Last Thursday, the Basel Committee on Banking Supervision accredited covered bonds with low risk weights, closely following a precedent set by European regulation. A low risk weight is credit positive for issuing banks’ sales of covered bonds outside the European Union (EU) given the global application of the Basel rules.
In Australia, covered bonds funded about 10% of all outstanding mortgages in 2016, up from 6% five years earlier. More will be funded this way once the new rules are in place.

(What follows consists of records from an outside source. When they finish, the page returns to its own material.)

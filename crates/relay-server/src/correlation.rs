//! Request-id → connection correlation cache.
//!
//! Bounded, sharded LRU with idle expiry. Each shard is a
//! `parking_lot::Mutex<LruCache>`; a request id always maps to the same
//! shard, so `put` from connection tasks and `get` from the dispatcher only
//! contend when they hit the same stripe. Critical sections never await.
//!
//! Capacity is split evenly across shards (rounded up) and LRU order is kept
//! per shard. Expiry is measured from the last `put` or `get` of an entry on
//! the tokio clock, so paused-time tests can drive it.

use std::num::NonZeroUsize;
use std::sync::Arc;
use std::time::Duration;

use lru::LruCache;
use parking_lot::Mutex;
use relay_core::RequestId;
use tokio::task::JoinHandle;
use tokio::time::Instant;
use tokio_util::sync::CancellationToken;
use tracing::{debug, trace};

use crate::config::CorrelationConfig;

struct Entry<V> {
    value: V,
    last_access: Instant,
}

/// Bounded, time-expiring map from request id to a connection handle.
pub struct CorrelationCache<V> {
    shards: Box<[Mutex<LruCache<RequestId, Entry<V>>>]>,
    idle_expiry: Duration,
    capacity: usize,
}

impl<V: Clone> CorrelationCache<V> {
    /// Create a cache from its configuration.
    pub fn new(config: &CorrelationConfig) -> Self {
        let shard_count = config.shards.max(1);
        let per_shard = NonZeroUsize::new(config.capacity.max(1).div_ceil(shard_count))
            .unwrap_or(NonZeroUsize::MIN);
        let shards = (0..shard_count)
            .map(|_| Mutex::new(LruCache::new(per_shard)))
            .collect();
        Self {
            shards,
            idle_expiry: config.idle_expiry,
            capacity: per_shard.get() * shard_count,
        }
    }

    /// Store `value` for `id`, replacing any previous mapping.
    pub fn put(&self, id: RequestId, value: V) {
        let now = Instant::now();
        let mut shard = self.shard(id).lock();

        if !shard.contains(&id) && shard.len() == shard.cap().get() {
            while shard
                .peek_lru()
                .is_some_and(|(_, entry)| self.is_expired(entry, now))
            {
                let _ = shard.pop_lru();
            }
        }

        let entry = Entry {
            value,
            last_access: now,
        };
        match shard.push(id, entry) {
            Some((old, _)) if old == id => debug!(request_id = %id, "request id reused, mapping replaced"),
            Some((evicted, _)) => debug!(request_id = %id, evicted = %evicted, "cache full, evicted least recently used"),
            None => {}
        }
    }

    /// Look up the value stored for `id` and refresh its expiry.
    ///
    /// Returns `None` when the id was never stored, was evicted, or has been
    /// idle for longer than the expiry window.
    pub fn get(&self, id: RequestId) -> Option<V> {
        let now = Instant::now();
        let mut shard = self.shard(id).lock();

        let entry = shard.get_mut(&id)?;
        if now.saturating_duration_since(entry.last_access) < self.idle_expiry {
            entry.last_access = now;
            return Some(entry.value.clone());
        }

        let _ = shard.pop(&id);
        trace!(request_id = %id, "correlation expired");
        None
    }

    /// Drop every expired entry. Returns how many were removed.
    pub fn purge_expired(&self) -> usize {
        let now = Instant::now();
        let mut removed = 0;
        for shard in &*self.shards {
            let mut shard = shard.lock();
            let expired: Vec<RequestId> = shard
                .iter()
                .filter(|(_, entry)| self.is_expired(entry, now))
                .map(|(id, _)| *id)
                .collect();
            for id in expired {
                let _ = shard.pop(&id);
                removed += 1;
            }
        }
        removed
    }

    /// Number of stored entries, including expired ones not yet purged.
    pub fn len(&self) -> usize {
        self.shards.iter().map(|s| s.lock().len()).sum()
    }

    /// Whether the cache holds no entries.
    pub fn is_empty(&self) -> bool {
        self.len() == 0
    }

    /// Effective capacity (per-shard capacity times shard count).
    pub fn capacity(&self) -> usize {
        self.capacity
    }

    /// Idle window after which an entry expires.
    pub fn idle_expiry(&self) -> Duration {
        self.idle_expiry
    }

    fn shard(&self, id: RequestId) -> &Mutex<LruCache<RequestId, Entry<V>>> {
        #[allow(clippy::cast_possible_truncation)]
        let idx = (id.get().unsigned_abs() % self.shards.len() as u64) as usize;
        &self.shards[idx]
    }

    fn is_expired(&self, entry: &Entry<V>, now: Instant) -> bool {
        now.saturating_duration_since(entry.last_access) >= self.idle_expiry
    }
}

impl<V: Clone + Send + 'static> CorrelationCache<V> {
    /// Periodically purge expired entries until `cancel` fires.
    pub fn spawn_sweeper(
        self: Arc<Self>,
        interval: Duration,
        cancel: CancellationToken,
    ) -> JoinHandle<()> {
        tokio::spawn(async move {
            let mut ticker = tokio::time::interval(interval);
            loop {
                tokio::select! {
                    _ = ticker.tick() => {
                        let removed = self.purge_expired();
                        if removed > 0 {
                            debug!(removed, remaining = self.len(), "purged expired correlations");
                        }
                    }
                    () = cancel.cancelled() => break,
                }
            }
        })
    }
}
//! Server configuration.

use std::time::Duration;

/// Correlation cache configuration.
#[derive(Clone, Debug, PartialEq, Eq)]
pub struct CorrelationConfig {
    /// Maximum tracked requests across all shards.
    pub capacity: usize,
    /// How long an entry survives without being read or written.
    pub idle_expiry: Duration,
    /// Lock stripes.
    pub shards: usize,
    /// Interval of the background purge.
    pub sweep_interval: Duration,
}

impl Default for CorrelationConfig {
    fn default() -> Self {
        Self {
            capacity: 10_000,
            idle_expiry: Duration::from_secs(60),
            shards: 2,
            sweep_interval: Duration::from_secs(30),
        }
    }
}

/// Configuration for the relay server.
#[derive(Clone, Debug)]
pub struct ServerConfig {
    /// Host to bind (default `"127.0.0.1"`).
    pub host: String,
    /// Port to bind (default `0` for auto-assign).
    pub port: u16,
    /// Maximum concurrent WebSocket connections.
    pub max_connections: usize,
    /// Interval between server pings.
    pub heartbeat_interval: Duration,
    /// Close the connection after this long without a pong.
    pub heartbeat_timeout: Duration,
    /// Max WebSocket message size in bytes.
    pub max_message_size: usize,
    /// Outbound frames buffered per connection.
    pub send_queue_capacity: usize,
    /// A socket write taking longer than this closes the connection.
    pub write_timeout: Duration,
    /// Correlation cache.
    pub correlation: CorrelationConfig,
}

impl Default for ServerConfig {
    fn default() -> Self {
        Self {
            host: "127.0.0.1".into(),
            port: 0,
            max_connections: 64,
            heartbeat_interval: Duration::from_secs(30),
            heartbeat_timeout: Duration::from_secs(90),
            max_message_size: 16 * 1024 * 1024, // 16 MB
            send_queue_capacity: 256,
            write_timeout: Duration::from_secs(10),
            correlation: CorrelationConfig::default(),
        }
    }
}

impl ServerConfig {
    /// `host:port` string for binding.
    pub fn bind_addr(&self) -> String {
        format!("{}:{}", self.host, self.port)
    }
}
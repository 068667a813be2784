//! File service: answers requests on the bus from a set of watched roots.
//!
//! Every request gets exactly one correlated text response, except
//! `get-file`, which is answered with a `file-info` header followed by a
//! binary frame holding the file contents.

use std::path::{Component, Path, PathBuf};

use bytes::Bytes;
use relay_core::{
    BinaryResponse, EventBus, FileEntry, Request, RequestId, RequestKind, Response, ResponseBody,
};
use thiserror::Error;
use tokio::sync::broadcast;
use tokio::task::JoinHandle;
use tokio_util::sync::CancellationToken;
use tracing::{debug, info, instrument, warn};

/// Default cap on the size of a file sent by `get-file`.
pub const DEFAULT_MAX_FILE_SIZE: u64 = 8 * 1024 * 1024;

/// Why a file request failed. The message is sent back to the client.
#[derive(Debug, Error)]
pub enum FileError {
    /// The root is not one of the watched roots.
    #[error("unknown root: {0}")]
    UnknownRoot(String),
    /// The relative path escapes its root.
    #[error("path outside root: {0}")]
    OutsideRoot(String),
    /// `get-file` on something that is not a regular file.
    #[error("not a file: {0}")]
    NotAFile(String),
    /// The file is larger than the configured maximum.
    #[error("file too large: {path} ({size} bytes, limit {max})")]
    TooLarge {
        /// Requested path.
        path: String,
        /// Size on disk.
        size: u64,
        /// Configured maximum.
        max: u64,
    },
    /// Filesystem error.
    #[error("{0}")]
    Io(#[from] std::io::Error),
}

/// Serves directory listings and file contents below watched roots.
pub struct FileService {
    roots: Vec<PathBuf>,
    max_file_size: u64,
    bus: EventBus,
}

impl FileService {
    /// Create a service over `roots`.
    pub fn new(roots: Vec<PathBuf>, bus: EventBus) -> Self {
        Self {
            roots,
            max_file_size: DEFAULT_MAX_FILE_SIZE,
            bus,
        }
    }

    /// Refuse `get-file` for files larger than `bytes`.
    #[must_use]
    pub fn with_max_file_size(mut self, bytes: u64) -> Self {
        self.max_file_size = bytes;
        self
    }

    /// Subscribe to requests and serve until `cancel` fires or the bus
    /// closes.
    pub fn spawn(self, cancel: CancellationToken) -> JoinHandle<()> {
        let requests = self.bus.subscribe_requests();
        tokio::spawn(self.run(requests, cancel))
    }

    #[instrument(skip_all, name = "file_service")]
    async fn run(self, mut requests: broadcast::Receiver<Request>, cancel: CancellationToken) {
        info!(
            roots = self.roots.len(),
            max_file_size = self.max_file_size,
            "file service running"
        );
        loop {
            let request = tokio::select! {
                () = cancel.cancelled() => break,
                request = requests.recv() => request,
            };
            match request {
                Ok(request) => self.handle(request).await,
                Err(broadcast::error::RecvError::Lagged(n)) => {
                    warn!(lagged = n, "file service lagged, requests skipped");
                }
                Err(broadcast::error::RecvError::Closed) => break,
            }
        }
        info!("file service stopped");
    }

    /// Answer one request on the bus.
    pub async fn handle(&self, request: Request) {
        let id = request.id;
        debug!(request_id = %id, kind = request.kind.name(), "handling request");
        let result = match request.kind {
            RequestKind::Ping => Ok(ResponseBody::Pong),
            RequestKind::ListWatches => Ok(ResponseBody::WatchList {
                watches: self.roots.iter().map(|r| r.display().to_string()).collect(),
            }),
            RequestKind::ListFiles { root, prefix } => self
                .list_files(&root, prefix.as_deref().unwrap_or(""))
                .await
                .map(|files| ResponseBody::FileList { root, files }),
            RequestKind::GetFile { root, path } => match self.read_file(&root, &path).await {
                Ok(data) => {
                    self.send_file(id, path, data);
                    return;
                }
                Err(e) => Err(e),
            },
        };

        let body = result.unwrap_or_else(|e| {
            warn!(request_id = %id, error = %e, "file request failed");
            ResponseBody::Error {
                message: e.to_string(),
            }
        });
        let _ = self.bus.publish_response(Response::reply(id, body));
    }

    fn send_file(&self, id: RequestId, path: String, data: Bytes) {
        let size = data.len() as u64;
        let _ = self
            .bus
            .publish_response(Response::reply(id, ResponseBody::FileInfo { path, size }));
        let _ = self.bus.publish_binary(BinaryResponse::new(id, data));
    }

    async fn list_files(&self, root: &str, prefix: &str) -> Result<Vec<FileEntry>, FileError> {
        let dir = self.resolve(root, prefix).await?;
        let mut entries = tokio::fs::read_dir(&dir).await?;
        let mut files = Vec::new();
        while let Some(entry) = entries.next_entry().await? {
            let meta = entry.metadata().await?;
            files.push(FileEntry {
                name: entry.file_name().to_string_lossy().into_owned(),
                is_dir: meta.is_dir(),
                size: if meta.is_dir() { 0 } else { meta.len() },
            });
        }
        files.sort_by(|a, b| a.name.cmp(&b.name));
        Ok(files)
    }

    async fn read_file(&self, root: &str, path: &str) -> Result<Bytes, FileError> {
        let file = self.resolve(root, path).await?;
        let meta = tokio::fs::metadata(&file).await?;
        if !meta.is_file() {
            return Err(FileError::NotAFile(path.to_string()));
        }
        if meta.len() > self.max_file_size {
            return Err(FileError::TooLarge {
                path: path.to_string(),
                size: meta.len(),
                max: self.max_file_size,
            });
        }
        Ok(Bytes::from(tokio::fs::read(&file).await?))
    }

    /// Join `relative` onto a watched root and follow symlinks, refusing
    /// anything that ends up outside it.
    async fn resolve(&self, root: &str, relative: &str) -> Result<PathBuf, FileError> {
        let base = self
            .roots
            .iter()
            .find(|r| r.as_path() == Path::new(root))
            .ok_or_else(|| FileError::UnknownRoot(root.to_string()))?;

        let rel = Path::new(relative);
        if !rel
            .components()
            .all(|c| matches!(c, Component::Normal(_) | Component::CurDir))
        {
            return Err(FileError::OutsideRoot(relative.to_string()));
        }

        let base = tokio::fs::canonicalize(base).await?;
        let resolved = tokio::fs::canonicalize(base.join(rel)).await?;
        if !resolved.starts_with(&base) {
            return Err(FileError::OutsideRoot(relative.to_string()));
        }
        Ok(resolved)
    }
}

Existing EU covered bond issuers will benefit from the Basel IV regulation because their covered bonds become a more attractive investment for non-EU bank investors. Amid rising minimum requirements for regulatory capital, risk weights applied in the calculation of banks’ stock of risk-weighted assets have gained importance in their investment decisions. European covered bond issuers can diversify their investor base and potentially reduce their funding costs as demand for their bonds increases. However, some issuers may be incentivised to increase their share of covered bond issuance in foreign currencies, thereby increasing their exposure to foreign-currency fluctuations given that cover pool assets typically are denominated in euros or other local European currencies.
Outside the EU, lower risk weights for covered bonds will foster the development of covered bond markets and encourage the bonds’ use as a funding tool. The additional funding source will make non-EU banks less reliant on deposits and the sometimes volatile unsecured wholesale funding market. Additionally, the covered bonds will provide an opportunity to improve their asset-liability matching, particularly for mortgages, which typically have 20- to 30-year maturities, versus five to 10 years for covered bonds. In the EU, banks investing to fulfil liquidity coverage requirements, for example, typically absorb about one third of primary covered bond market issuance.
Covered bond markets outside the EU include Australia, Canada, New Zealand, and Singapore, where the bonds have had a less relevant, but growing, role in financing local mortgage markets. In Australia, covered bonds funded about 10% of all outstanding mortgages in 2016, up from 6% five years earlier, but significantly less than in Sweden, where covered bonds finance about 55% of all outstanding residential loans, according to the European Covered Bond Council’s HypoStat 2017. Once Basel IV rules are implemented, we expect that non-EU banks will become more active investors in their domestic covered bond markets, thereby facilitating domestic mortgage funding.
Lower risk weights reflect covered bonds’ status as the only bank debt that cannot be bailed-in and that has a proven track record of sound credit and liquidity. Basel IV regulation stipulates certain requirements that issuers must fulfil to achieve low risk weights for their covered bonds beginning January 2022. The Basel IV requirements include that the covered bond issuer be subject by law to special public supervision designed to protect bondholders, that the value of the cover pool backing the covered bonds is restricted to a maximum loan-to-property value ratio of 80%, and that the covered bonds are protected by at least 10% over-collateralisation.